The breakthrough happened in a series of small experiences. I think the main one is when we needed a bass player for my ensemble. Since I owned a bass and was taking a bass class, I offered. We were playing a Freddie Hubbard tune. I had one go to get everything down, the changes, the bassline and be able to play on top of that, and I did it in one listen. That was my second to last semester. And the fact that I was able to do that opened something in my head, because in that space I felt as though I didn’t know as much as my professors wanted me to know. And so that told me that something was working and part of it had to be just me.
Then in the spring, I started doing shows with a band with music that I wrote. I was being acknowledged as a guitarist and starting to lose myself in my performance as a guitarist. My partner had come to one of the shows and he said that while we were performing, me playing guitar and acting as the main vocalist, a girl at the show was kind of upset and said, “How am I supposed to make it in the industry when there are people like that performing?” I know what that feels like so I wish I could give her a hug. But that was like, someone thinks that I’m good enough that they feel like this.
Now I’m much clearer on what my voice is as a guitarist and what that sounds like and feels like to me. I’m on a track where I can celebrate that.
The final thing was that once I graduated I wanted to learn chord melody. I always felt like I needed a couple more years before I got there. I couldn’t even comprehend how one does it. So I got a jazz chord melody Hal Leonard book and learned half of it in the wee hours of the morning. After that I wrote my first chord melody arrangement in probably two weeks of Little Sunflower. I changed it up and was really proud of it. And it’s good. That’s something that I thought would take me literally another degree to figure out how to do.
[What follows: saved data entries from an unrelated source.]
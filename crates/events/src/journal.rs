//! Change journal service.
//!
//! [`ChangeJournal`] subscribes to the [`ChangeBus`](crate::bus::ChangeBus)
//! and appends every received [`ChangeEvent`] to a shared in-memory log. It
//! runs as a long-lived background task and shuts down when the bus is
//! dropped.

use std::sync::Arc;

use tokio::sync::{broadcast, RwLock};

use crate::bus::{ChangeEvent, ChangePhase};

/// Shared handle to the journal's entries.
pub type JournalEntries = Arc<RwLock<Vec<ChangeEvent>>>;

/// Background service that records list changes.
pub struct ChangeJournal;

impl ChangeJournal {
    /// Run the journal loop until the bus is closed.
    pub async fn run(entries: JournalEntries, mut receiver: broadcast::Receiver<ChangeEvent>) {
        loop {
            match receiver.recv().await {
                Ok(event) => {
                    Self::trace(&event);
                    entries.write().await.push(event);
                }
                Err(broadcast::error::RecvError::Lagged(n)) => {
                    tracing::warn!(skipped = n, "Change journal lagged, some changes were not recorded");
                }
                Err(broadcast::error::RecvError::Closed) => {
                    tracing::info!("Change bus closed, journal shutting down");
                    break;
                }
            }
        }
    }

    /// Spawn [`run`](Self::run) on the current runtime and return the
    /// entries handle.
    pub fn spawn(receiver: broadcast::Receiver<ChangeEvent>) -> (JournalEntries, tokio::task::JoinHandle<()>) {
        let entries: JournalEntries = Arc::default();
        let handle = tokio::spawn(Self::run(Arc::clone(&entries), receiver));
        (entries, handle)
    }

    fn trace(event: &ChangeEvent) {
        match event.phase {
            ChangePhase::RolledBack => tracing::warn!(
                kind = ?event.kind,
                record_id = ?event.record_id,
                "Change rolled back"
            ),
            phase => tracing::debug!(
                kind = ?event.kind,
                ?phase,
                record_id = ?event.record_id,
                "Change recorded"
            ),
        }
    }
}

#[cfg(test)]
mod tests {
    use super::*;
    use crate::bus::{ChangeBus, ChangeKind};

    #[tokio::test]
    async fn journal_records_until_bus_dropped() {
        let bus = ChangeBus::default();
        let (entries, handle) = ChangeJournal::spawn(bus.subscribe());

        bus.publish(ChangeEvent::optimistic(ChangeKind::PhotoInserted));
        bus.publish(ChangeEvent::new(ChangeKind::PhotoInserted));
        drop(bus);

        handle.await.expect("journal task should exit cleanly");
        let entries = entries.read().await;
        assert_eq!(entries.len(), 2);
        assert_eq!(entries[0].phase, ChangePhase::Optimistic);
        assert_eq!(entries[1].phase, ChangePhase::Confirmed);
    }
}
Did those barriers you had around you when you were in college affect your self-esteem?
Totally! There were times where I would be like, Jesus, what were they doing in high school that I wasn’t? I was doing the Warped Tour. I was performing at Severance Hall. You don’t get there by being mediocre. And then I would go into phases where I’d think, I’m better than that dude. I can play that. I can play it in the context of what would make it sound musical, and I can objectively do it better. And of course, that’s not super ladylike to express. Or sometimes it was, I’m not good enough. I don’t know how I’m supposed to be good enough. So I went back and forth a lot. It was weird to feel like I was more than capable and nowhere near the target at the same time. And I felt ultimately like I didn’t fit, like there wasn’t a space for me.
Now I think I’m much clearer on what my voice is as a guitarist and what that sounds like and feels like to me. I’m on a track where I can celebrate that, and I’m not really threatened by other people’s playing styles. I was playing the other day and something from high school came out. And that’s just another part of my voice, which will continue to change and alter. But it’s important to me to be able to stand my ground in it and at least know what that is, because I didn’t know what that was when I started college.
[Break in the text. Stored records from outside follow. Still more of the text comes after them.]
//! Persisted dashboard preferences.
//!
//! The stored value is the ordered list of enabled dashboard modules. It is
//! read once when the dashboard is built and written on every change.

use std::path::PathBuf;

use async_trait::async_trait;
use barpark_core::dashboard::DashboardModule;
use tokio::sync::RwLock;

use crate::error::ServiceError;
use crate::simulation::{Operation, Simulation};

#[async_trait]
pub trait SettingsStore: Send + Sync {
    /// The saved module list, or `None` if nothing was ever saved.
    async fn load(&self) -> Result<Option<Vec<DashboardModule>>, ServiceError>;

    async fn save(&self, modules: &[DashboardModule]) -> Result<(), ServiceError>;
}

#[derive(Debug)]
pub struct InMemorySettingsStore {
    modules: RwLock<Option<Vec<DashboardModule>>>,
    simulation: Simulation,
}

impl InMemorySettingsStore {
    pub fn new(simulation: Simulation) -> Self {
        Self {
            modules: RwLock::new(None),
            simulation,
        }
    }

    pub fn with_modules(simulation: Simulation, modules: Vec<DashboardModule>) -> Self {
        Self {
            modules: RwLock::new(Some(modules)),
            simulation,
        }
    }
}

#[async_trait]
impl SettingsStore for InMemorySettingsStore {
    async fn load(&self) -> Result<Option<Vec<DashboardModule>>, ServiceError> {
        self.simulation.round_trip(Operation::LoadSettings).await?;
        Ok(self.modules.read().await.clone())
    }

    async fn save(&self, modules: &[DashboardModule]) -> Result<(), ServiceError> {
        self.simulation.round_trip(Operation::SaveSettings).await?;
        *self.modules.write().await = Some(modules.to_vec());
        Ok(())
    }
}

/// Stores the module list as a JSON array in a single file.
#[derive(Debug, Clone)]
pub struct JsonSettingsStore {
    path: PathBuf,
}

impl JsonSettingsStore {
    pub fn new(path: impl Into<PathBuf>) -> Self {
        Self { path: path.into() }
    }
}

#[async_trait]
impl SettingsStore for JsonSettingsStore {
    async fn load(&self) -> Result<Option<Vec<DashboardModule>>, ServiceError> {
        let raw = match tokio::fs::read(&self.path).await {
            Ok(raw) => raw,
            Err(e) if e.kind() == std::io::ErrorKind::NotFound => return Ok(None),
            Err(e) => return Err(e.into()),
        };
        let modules: Vec<DashboardModule> = serde_json::from_slice(&raw)?;
        Ok(Some(modules))
    }

    async fn save(&self, modules: &[DashboardModule]) -> Result<(), ServiceError> {
        if let Some(parent) = self.path.parent() {
            tokio::fs::create_dir_all(parent).await?;
        }
        let body = serde_json::to_vec_pretty(modules)?;
        // Readers only ever see a complete file.
        let tmp = self.path.with_extension("json.tmp");
        tokio::fs::write(&tmp, body).await?;
        tokio::fs::rename(&tmp, &self.path).await?;
        tracing::debug!(path = %self.path.display(), count = modules.len(), "Dashboard settings saved");
        Ok(())
    }
}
Where do you go from here?
I think just keep growing. For the first time, I really know who I am as an artist, which is super scary because you’re told that you need to know that when you’re graduating, that this is your time to go off and fly. And I think right now it’s finding the perimeter or the glass ceiling and breaking it and starting that journey.
I think the very last thing is that if you’re a woman of color, a non-binary person, a non-binary person of color, there is not enough representation for us in this industry at all. But we’re here.